Every record is to be transcribed exactly as written.

------ Data in this exercise

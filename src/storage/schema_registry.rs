use std::sync::Arc;

use tracing::{debug, warn};

use super::backend::{EditOutcome, PartitionBackend};
use crate::types::{DatabaseError, Document, Partition, Schema, SchemaViolation, TableKey, Validation};

/// Canonical per-table schemas, stored on partition 0 of each table.
///
/// Schemas are informational: validation reports violations and never
/// blocks on its own.
pub struct SchemaRegistry {
    backend: Arc<dyn PartitionBackend>,
    retry_budget: u32,
}

impl SchemaRegistry {
    pub fn new(backend: Arc<dyn PartitionBackend>, retry_budget: u32) -> Self {
        Self {
            backend,
            retry_budget: retry_budget.max(1),
        }
    }

    pub fn schema(&self, key: &TableKey) -> Result<Option<Schema>, DatabaseError> {
        Ok(self
            .backend
            .load(&key.partition(0))?
            .and_then(|p| p.schema))
    }

    /// Store or overwrite the canonical schema.
    ///
    /// Narrowing or type changes relative to the previous schema are returned
    /// as violations; the new schema is stored regardless. Recording a schema
    /// for a table that does not exist yet creates an empty partition 0.
    pub fn record_schema(
        &self,
        key: &TableKey,
        schema: Schema,
    ) -> Result<Vec<SchemaViolation>, DatabaseError> {
        self.modify(key, |current| {
            let violations = current
                .as_ref()
                .map(|old| old.diff(&schema))
                .unwrap_or_default();
            for v in &violations {
                warn!(table = %key, violation = %v, "schema change narrows table");
            }
            (Some(schema.clone()), violations)
        })
    }

    /// Check a document against the canonical schema. No schema means `Ok`.
    pub fn validate(&self, key: &TableKey, doc: &Document) -> Result<Validation, DatabaseError> {
        Ok(match self.schema(key)? {
            Some(schema) => schema.validate(doc),
            None => Validation::Ok,
        })
    }

    /// Add unseen keys of `doc` as optional columns; returns the added names
    pub fn widen(&self, key: &TableKey, doc: &Document) -> Result<Vec<String>, DatabaseError> {
        let Some(current) = self.schema(key)? else {
            return Ok(Vec::new());
        };
        if doc.user_fields().all(|(name, _)| current.column(name).is_some()) {
            return Ok(Vec::new());
        }

        let added = self.modify(key, |current| {
            let mut schema = current.clone().unwrap_or_default();
            let added = schema.widen(doc);
            (Some(schema), added)
        })?;
        if !added.is_empty() {
            debug!(table = %key, columns = ?added, "widened schema");
        }
        Ok(added)
    }

    /// Read-modify-write of the schema on partition 0 under its row lock
    fn modify<F, T>(&self, key: &TableKey, change: F) -> Result<T, DatabaseError>
    where
        F: Fn(&Option<Schema>) -> (Option<Schema>, T),
    {
        let id = key.partition(0);
        for attempt in 1..=self.retry_budget {
            let mut out = None;
            let outcome = self.backend.edit_partition(&id, &mut |partition| {
                let (schema, value) = change(&partition.schema);
                partition.schema = schema;
                out = Some(value);
                Ok(true)
            })?;
            match (outcome, out) {
                (EditOutcome::Written, Some(value)) => return Ok(value),
                (EditOutcome::Missing, _) => {
                    let mut partition = Partition::new(id.clone());
                    let (schema, value) = change(&None);
                    partition.schema = schema;
                    if self.backend.create(partition)? {
                        return Ok(value);
                    }
                }
                _ => {}
            }
            debug!(partition = %id, attempt, ?outcome, "schema write retrying");
        }

        Err(DatabaseError::PartitionWriteConflict {
            partition: id.to_string(),
            attempts: self.retry_budget,
        })
    }
}
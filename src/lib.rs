// partitiondb - partitioned JSON document tables with a declarative query engine
// Storage is split into fixed-size partitions per (tenant, table); queries run
// as a pipeline of stages over the streamed rows

// Clippy configuration - allow non-critical warnings for this crate
#![allow(clippy::missing_errors_doc)]
#![allow(clippy::missing_panics_doc)]
#![allow(clippy::cast_possible_truncation)]
#![allow(clippy::cast_precision_loss)]
#![allow(clippy::cast_sign_loss)]
#![allow(clippy::cast_possible_wrap)]
#![allow(clippy::too_many_lines)]
#![allow(clippy::needless_pass_by_value)]
#![allow(clippy::match_same_arms)]
#![allow(clippy::significant_drop_tightening)]
#![allow(clippy::manual_let_else)]
#![allow(clippy::option_if_let_else)]
#![allow(clippy::too_many_arguments)]
#![allow(clippy::cognitive_complexity)]
#![allow(clippy::unnecessary_wraps)]
#![allow(clippy::format_push_string)]
#![allow(clippy::wildcard_enum_match_arm)]
#![allow(clippy::items_after_statements)]
#![allow(clippy::clone_on_copy)]
#![allow(clippy::type_complexity)]

// Documents, partitions, schemas, errors
pub mod core;

// Re-export all core types as types module
pub mod types {
    pub use crate::core::*;
}

// Store and server configuration
pub mod config;

// Query document types (serde)
pub mod parser;

// Query pipeline (filters, joins, subqueries, CTEs, windows, aggregates)
pub mod executor;

// Partition backends, partition manager, schema registry, storage accountant
pub mod storage;

// Row-level and query surface
pub mod instance;

// JSON-lines TCP server
pub mod network;

// Re-export commonly used types for convenience
pub use core::{DatabaseError, Document, Schema, TableKey};
pub use config::{ReopenPolicy, ServerConfig, StoreConfig};
pub use parser::{parse_query, Query};
pub use executor::{CancellationToken, QueryExecutor, QueryOptions, QueryResult};
pub use instance::{AddedRow, StoreInstance, TableContents};
pub use network::Server;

------------

■ Finished exercise
filename src/storage/schema_registry.rs
use std::sync::Arc;

use tracing::{debug, warn};

use super::backend::{EditOutcome, PartitionBackend};
use crate::types::{DatabaseError, Document, Partition, Schema, SchemaViolation, TableKey, Validation};

/// Canonical per-table schemas, stored on partition 0 of each table.
///
/// Schemas are informational: validation reports violations and never
/// blocks on its own.
pub struct SchemaRegistry {
    backend: Arc<dyn PartitionBackend>,
    retry_budget: u32,
}

impl SchemaRegistry {
    pub fn new(backend: Arc<dyn PartitionBackend>, retry_budget: u32) -> Self {
        Self {
            backend,
            retry_budget: retry_budget.max(1),
        }
    }

    pub fn schema(&self, key: &TableKey) -> Result<Option<Schema>, DatabaseError> {
        Ok(self
            .backend
            .load(&key.partition(0))?
            .and_then(|p| p.schema))
    }

    /// Store or overwrite the canonical schema.
    ///
    /// Narrowing or type changes relative to the previous schema are returned
    /// as violations; the new schema is stored regardless. Recording a schema
    /// for a table that does not exist yet creates an empty partition 0.
    pub fn record_schema(
        &self,
        key: &TableKey,
        schema: Schema,
    ) -> Result<Vec<SchemaViolation>, DatabaseError> {
        self.modify(key, |current| {
            let violations = current
                .as_ref()
                .map(|old| old.diff(&schema))
                .unwrap_or_default();
            for v in &violations {
                warn!(table = %key, violation = %v, "schema change narrows table");
            }
            (Some(schema.clone()), violations)
        })
    }

    /// Check a document against the canonical schema. No schema means `Ok`.
    pub fn validate(&self, key: &TableKey, doc: &Document) -> Result<Validation, DatabaseError> {
        Ok(match self.schema(key)? {
            Some(schema) => schema.validate(doc),
            None => Validation::Ok,
        })
    }

    /// Add unseen keys of `doc` as optional columns; returns the added names
    pub fn widen(&self, key: &TableKey, doc: &Document) -> Result<Vec<String>, DatabaseError> {
        let Some(current) = self.schema(key)? else {
            return Ok(Vec::new());
        };
        if doc.user_fields().all(|(name, _)| current.column(name).is_some()) {
            return Ok(Vec::new());
        }

        let added = self.modify(key, |current| {
            let mut schema = current.clone().unwrap_or_default();
            let added = schema.widen(doc);
            (Some(schema), added)
        })?;
        if !added.is_empty() {
            debug!(table = %key, columns = ?added, "widened schema");
        }
        Ok(added)
    }

    /// Read-modify-write of the schema on partition 0 under its row lock
    fn modify<F, T>(&self, key: &TableKey, change: F) -> Result<T, DatabaseError>
    where
        F: Fn(&Option<Schema>) -> (Option<Schema>, T),
    {
        let id = key.partition(0);
        for attempt in 1..=self.retry_budget {
            let mut out = None;
            let outcome = self.backend.edit_partition(&id, &mut |partition| {
                let (schema, value) = change(&partition.schema);
                partition.schema = schema;
                out = Some(value);
                Ok(true)
            })?;
            match (outcome, out) {
                (EditOutcome::Written, Some(value)) => return Ok(value),
                (EditOutcome::Missing, _) => {
                    let mut partition = Partition::new(id.clone());
                    let (schema, value) = change(&None);
                    partition.schema = schema;
                    if self.backend.create(partition)? {
                        return Ok(value);
                    }
                }
                _ => {}
            }
            debug!(partition = %id, attempt, ?outcome, "schema write retrying");
        }

        Err(DatabaseError::PartitionWriteConflict {
            partition: id.to_string(),
            attempts: self.retry_budget,
        })
    }
}
filename src/lib.rs
// partitiondb - partitioned JSON document tables with a declarative query engine
// Storage is split into fixed-size partitions per (tenant, table); queries run
// as a pipeline of stages over the streamed rows

// Clippy configuration - allow non-critical warnings for this crate
#![allow(clippy::missing_errors_doc)]
#![allow(clippy::missing_panics_doc)]
#![allow(clippy::cast_possible_truncation)]
#![allow(clippy::cast_precision_loss)]
#![allow(clippy::cast_sign_loss)]
#![allow(clippy::cast_possible_wrap)]
#![allow(clippy::too_many_lines)]
#![allow(clippy::needless_pass_by_value)]
#![allow(clippy::match_same_arms)]
#![allow(clippy::significant_drop_tightening)]
#![allow(clippy::manual_let_else)]
#![allow(clippy::option_if_let_else)]
#![allow(clippy::too_many_arguments)]
#![allow(clippy::cognitive_complexity)]
#![allow(clippy::unnecessary_wraps)]
#![allow(clippy::format_push_string)]
#![allow(clippy::wildcard_enum_match_arm)]
#![allow(clippy::items_after_statements)]
#![allow(clippy::clone_on_copy)]
#![allow(clippy::type_complexity)]

// Documents, partitions, schemas, errors
pub mod core;

// Re-export all core types as types module
pub mod types {
    pub use crate::core::*;
}

// Store and server configuration
pub mod config;

// Query document types (serde)
pub mod parser;

// Query pipeline (filters, joins, subqueries, CTEs, windows, aggregates)
pub mod executor;

// Partition backends, partition manager, schema registry, storage accountant
pub mod storage;

// Row-level and query surface
pub mod instance;

// JSON-lines TCP server
pub mod network;

// Re-export commonly used types for convenience
pub use core::{DatabaseError, Document, Schema, TableKey};
pub use config::{ReopenPolicy, ServerConfig, StoreConfig};
pub use parser::{parse_query, Query};
pub use executor::{CancellationToken, QueryExecutor, QueryOptions, QueryResult};
pub use instance::{AddedRow, StoreInstance, TableContents};
pub use network::Server;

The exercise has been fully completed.